You’re really going to make me write this down?

What else do you believe, Jemma?

Uh-uh. Nope.






Fine, fine.
I hate this awkward silence.

What if you reframed it as ‘generous tens-‘

Alright, Mrs altMBA Coach. Pipe down in the cheap seats.
I know where you’re going with this.

I’ll play along.

What I’m going to publish has already been said, but and I need to say it again.

I believe that everyone has something inside of them worth sharing. Something we learned, a story, the path our life has taken, a truth we want others to see. We just take for granted what we intimately know.

What I’m trying to find the right words to say is that everyone is creative. The slipperiest, most dangerous part of the creative struggle is not finding the idea, but silencing our doubts about it and ourselves for long enough that we can give shape and form to it.

When we are brave enough to spend time with this idea and bring it into being, when the idea has formed into something we might share, it will not be the best. It does not have to be the best to have worth and meaning. There is no best anyway – that’s a goal worthy only of Sisyphus. How about this instead: what is the world missing out on if you stay silent?

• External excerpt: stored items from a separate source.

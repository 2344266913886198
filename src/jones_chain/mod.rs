// This Source Code Form is subject to the terms of the Mozilla Public
// License, v. 2.0. If a copy of the MPL was not distributed with this
// file, You can obtain one at http://mozilla.org/MPL/2.0/.

//! Code to create antenna Jones matrices by chaining together optional Jones
//! terms.
//!
//! Each term has a role ([`JonesTermKind`]). Terms are visited in a fixed
//! order; the first present term initialises an accumulator and every later
//! term is left-multiplied onto it. If a Jones chain contained all terms, the
//! result for each (source, row, channel) would be
//!
//! `E * F * (K * B)`
//!
//! where `B` is the brightness square root, `K` is the complex phase (a scalar
//! times the identity), `F` is the feed rotation and `E` are the
//! direction-dependent effects.

mod cpu;
mod error;
mod shape;

pub use cpu::create_antenna_jones;
pub use error::JonesChainError;
pub use shape::{infer_antenna_jones_shape, TermShapes};

use std::collections::BTreeMap;

use ndarray::{ArrayView1, ArrayViewD};
use num_complex::Complex;
use num_traits::Float;
use serde::{Deserialize, Serialize};
use strum_macros::{Display, EnumIter, EnumString};

use crate::constants::*;

/// The role of a Jones term in the chain. The declaration order of the
/// variants is the order in which terms are applied.
#[derive(
    Debug, Clone, Copy, PartialEq, Eq, Hash, Display, EnumIter, EnumString, Serialize, Deserialize,
)]
#[serde(rename_all = "snake_case")]
pub enum JonesTermKind {
    /// The brightness matrix square root. 2x2 matrices, indexed by time rather
    /// than row.
    #[strum(to_string = "bsqrt")]
    #[serde(rename = "bsqrt")]
    BrightnessSqrt,

    /// A complex scalar per (source, row, channel), acting as a scaled
    /// identity matrix.
    #[strum(to_string = "complex_phase")]
    ComplexPhase,

    /// 2x2 matrices per row, constant across sources and channels.
    #[strum(to_string = "feed_rotation")]
    FeedRotation,

    /// Direction-dependent effects (e.g. beam responses); 2x2 matrices per
    /// (source, row, channel).
    #[strum(to_string = "ddes")]
    Ddes,
}

impl JonesTermKind {
    /// All of the kinds in the order they're applied.
    pub const ORDER: [JonesTermKind; 4] = [
        JonesTermKind::BrightnessSqrt,
        JonesTermKind::ComplexPhase,
        JonesTermKind::FeedRotation,
        JonesTermKind::Ddes,
    ];

    /// The axes of this kind of term, in the order used by the kernel.
    pub fn canonical_axes(self) -> &'static [&'static str] {
        match self {
            JonesTermKind::BrightnessSqrt => &["source", "time", "chan", "corr"],
            JonesTermKind::ComplexPhase => &["source", "row", "chan"],
            JonesTermKind::FeedRotation => &["row", "corr"],
            JonesTermKind::Ddes => &["source", "row", "chan", "corr"],
        }
    }

    pub fn default_schema(self) -> &'static str {
        match self {
            JonesTermKind::BrightnessSqrt => DEFAULT_BSQRT_SCHEMA,
            JonesTermKind::ComplexPhase => DEFAULT_COMPLEX_PHASE_SCHEMA,
            JonesTermKind::FeedRotation => DEFAULT_FEED_ROTATION_SCHEMA,
            JonesTermKind::Ddes => DEFAULT_DDES_SCHEMA,
        }
    }

    /// Does this term hold full 2x2 matrices (i.e. does it have a "corr"
    /// axis)?
    pub fn is_matrix(self) -> bool {
        !matches!(self, JonesTermKind::ComplexPhase)
    }
}

/// The floating-point precision used for all terms and the output.
#[derive(
    Debug,
    Default,
    Clone,
    Copy,
    PartialEq,
    Eq,
    Display,
    EnumIter,
    EnumString,
    Serialize,
    Deserialize,
)]
#[serde(rename_all = "lowercase")]
#[strum(serialize_all = "lowercase")]
pub enum Precision {
    /// `f32`, i.e. `Complex<f32>` elements.
    Single,

    /// `f64`, i.e. `Complex<f64>` elements.
    #[default]
    Double,
}

/// The float types that Jones chains can be computed with.
pub trait JonesFloat: Float + Send + Sync {
    /// The [`Precision`] that this float type corresponds to.
    const PRECISION: Precision;
}

impl JonesFloat for f32 {
    const PRECISION: Precision = Precision::Single;
}

impl JonesFloat for f64 {
    const PRECISION: Precision = Precision::Double;
}

/// Which Jones terms are present, how each term's axes are laid out, and any
/// dimension sizes that are known up front.
///
/// Presence can't be inferred from a term's tensor; a present term with zero
/// elements is still present.
#[derive(Debug, Clone, PartialEq, Eq, Serialize, Deserialize)]
#[serde(rename_all = "kebab-case", default)]
pub struct JonesChainConfig {
    pub have_bsqrt: bool,
    pub have_complex_phase: bool,
    pub have_feed_rotation: bool,
    pub have_ddes: bool,

    pub precision: Precision,

    pub bsqrt_schema: String,
    pub complex_phase_schema: String,
    pub feed_rotation_schema: String,
    pub ddes_schema: String,

    /// Sizes of named dimensions declared by the caller. These are needed when
    /// no present term has an axis that the output needs, e.g. "source" when
    /// only feed rotations are present.
    pub dimensions: BTreeMap<String, usize>,
}

impl Default for JonesChainConfig {
    fn default() -> Self {
        Self {
            have_bsqrt: false,
            have_complex_phase: false,
            have_feed_rotation: false,
            have_ddes: false,
            precision: Precision::default(),
            bsqrt_schema: DEFAULT_BSQRT_SCHEMA.to_string(),
            complex_phase_schema: DEFAULT_COMPLEX_PHASE_SCHEMA.to_string(),
            feed_rotation_schema: DEFAULT_FEED_ROTATION_SCHEMA.to_string(),
            ddes_schema: DEFAULT_DDES_SCHEMA.to_string(),
            dimensions: BTreeMap::new(),
        }
    }
}

impl JonesChainConfig {
    /// A config with only the specified terms present and everything else
    /// defaulted.
    pub fn with_terms(terms: &[JonesTermKind]) -> JonesChainConfig {
        let mut config = JonesChainConfig::default();
        for &kind in terms {
            config.set_present(kind, true);
        }
        config
    }

    pub fn is_present(&self, kind: JonesTermKind) -> bool {
        match kind {
            JonesTermKind::BrightnessSqrt => self.have_bsqrt,
            JonesTermKind::ComplexPhase => self.have_complex_phase,
            JonesTermKind::FeedRotation => self.have_feed_rotation,
            JonesTermKind::Ddes => self.have_ddes,
        }
    }

    pub fn set_present(&mut self, kind: JonesTermKind, present: bool) {
        match kind {
            JonesTermKind::BrightnessSqrt => self.have_bsqrt = present,
            JonesTermKind::ComplexPhase => self.have_complex_phase = present,
            JonesTermKind::FeedRotation => self.have_feed_rotation = present,
            JonesTermKind::Ddes => self.have_ddes = present,
        }
    }

    pub fn schema(&self, kind: JonesTermKind) -> &str {
        match kind {
            JonesTermKind::BrightnessSqrt => &self.bsqrt_schema,
            JonesTermKind::ComplexPhase => &self.complex_phase_schema,
            JonesTermKind::FeedRotation => &self.feed_rotation_schema,
            JonesTermKind::Ddes => &self.ddes_schema,
        }
    }

    /// The present terms, in the order they're applied.
    pub fn present_terms(&self) -> impl Iterator<Item = JonesTermKind> + '_ {
        JonesTermKind::ORDER
            .into_iter()
            .filter(|&kind| self.is_present(kind))
    }
}

/// The tensors fed into [`create_antenna_jones`]. Every term must be supplied,
/// but only terms flagged as present in the [`JonesChainConfig`] are looked at;
/// [`JonesChainInputs::new`] fills every term with an empty tensor.
#[derive(Debug, Clone)]
pub struct JonesChainInputs<'a, F> {
    pub bsqrt: ArrayViewD<'a, Complex<F>>,
    pub complex_phase: ArrayViewD<'a, Complex<F>>,
    pub feed_rotation: ArrayViewD<'a, Complex<F>>,
    pub ddes: ArrayViewD<'a, Complex<F>>,

    /// The time index of each row. Rows are grouped irregularly by time.
    pub row_to_time_index: ArrayViewD<'a, i32>,
}

impl<'a, F> JonesChainInputs<'a, F> {
    pub fn new(row_to_time_index: ArrayViewD<'a, i32>) -> JonesChainInputs<'a, F> {
        JonesChainInputs {
            bsqrt: empty_view(),
            complex_phase: empty_view(),
            feed_rotation: empty_view(),
            ddes: empty_view(),
            row_to_time_index,
        }
    }

    pub fn term(&self, kind: JonesTermKind) -> &ArrayViewD<'a, Complex<F>> {
        match kind {
            JonesTermKind::BrightnessSqrt => &self.bsqrt,
            JonesTermKind::ComplexPhase => &self.complex_phase,
            JonesTermKind::FeedRotation => &self.feed_rotation,
            JonesTermKind::Ddes => &self.ddes,
        }
    }

    pub fn set_term(&mut self, kind: JonesTermKind, term: ArrayViewD<'a, Complex<F>>) {
        match kind {
            JonesTermKind::BrightnessSqrt => self.bsqrt = term,
            JonesTermKind::ComplexPhase => self.complex_phase = term,
            JonesTermKind::FeedRotation => self.feed_rotation = term,
            JonesTermKind::Ddes => self.ddes = term,
        }
    }

    /// The shapes of all of the tensors, for dimension resolution.
    pub fn shapes(&self) -> TermShapes<'_> {
        TermShapes {
            bsqrt: self.bsqrt.shape(),
            complex_phase: self.complex_phase.shape(),
            feed_rotation: self.feed_rotation.shape(),
            ddes: self.ddes.shape(),
            row_to_time_index: self.row_to_time_index.shape(),
        }
    }
}

fn empty_view<'a, T>() -> ArrayViewD<'a, T> {
    let empty: &'a [T] = &[];
    ArrayView1::from(empty).into_dyn()
}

Haha, nice. But if you’re not going to give me anything back here, I’ll hit you with some questions to think about; I hope they help you ponder a little more than the New Year ultimatums we often give ourselves: get better or I’ll continue to hate you. We are so quick to move onto what is next, we often forget the infinite staircase that led us to this point. What giants’ shoulders do you stand on? Who are you going to choose not to take for granted this year? Who needs to know that you love them, today?

How did you spend your time and your money last year? What do you want to do more of? How can you get there? You can’t have everything. What will these choices cost you? What are you willing to give up?

New Year self-help hacks about eating more leafy greens and going to bed earlier are cheap and lower our expectations of ourselves. We all read about that stuff last year, and nothing changed then. Look instead for the root cause of your desire to change before you start taking any actions. What are you really chasing?

Before that though, some gratitude. Where have you already won? What privilege do you need to check? Who’s speaking that you need to listen to? Who are you so grateful for that your heart might burst?

How about instead of a resolution, you try having a word or a phrase for 2019? Something to live into, rather than live up to?

How about instead of a goal to work towards, you try and create a habit instead? What tradition could you start this year?

What can you let go of? What grief do you need to become companions with, instead of shutting down, because you’ve realised it will never leave you? What have you learned that you didn’t know last year?

Where could you be kinder to yourself?


Wow. All that was in there?

Yeah. I guess I did have something to say.
Stop smirking.

I’m not! I’m smiling.

Hey, thanks.

You’re thanking yourself, remember?

Well, what did I say a little earlier? Wherever inspiration comes from, I’m choosing not to take her for granted.

That was my pleasure. Until next time?

We’ll meet again soon, I’m sure. Until next time.

HT: Mary Freer, Lon Wong, Anna King, The School of Life, Ben Zander, Seth Godin, Steve Pressfield

2 Replies to “A new year conversation”

Comments are closed.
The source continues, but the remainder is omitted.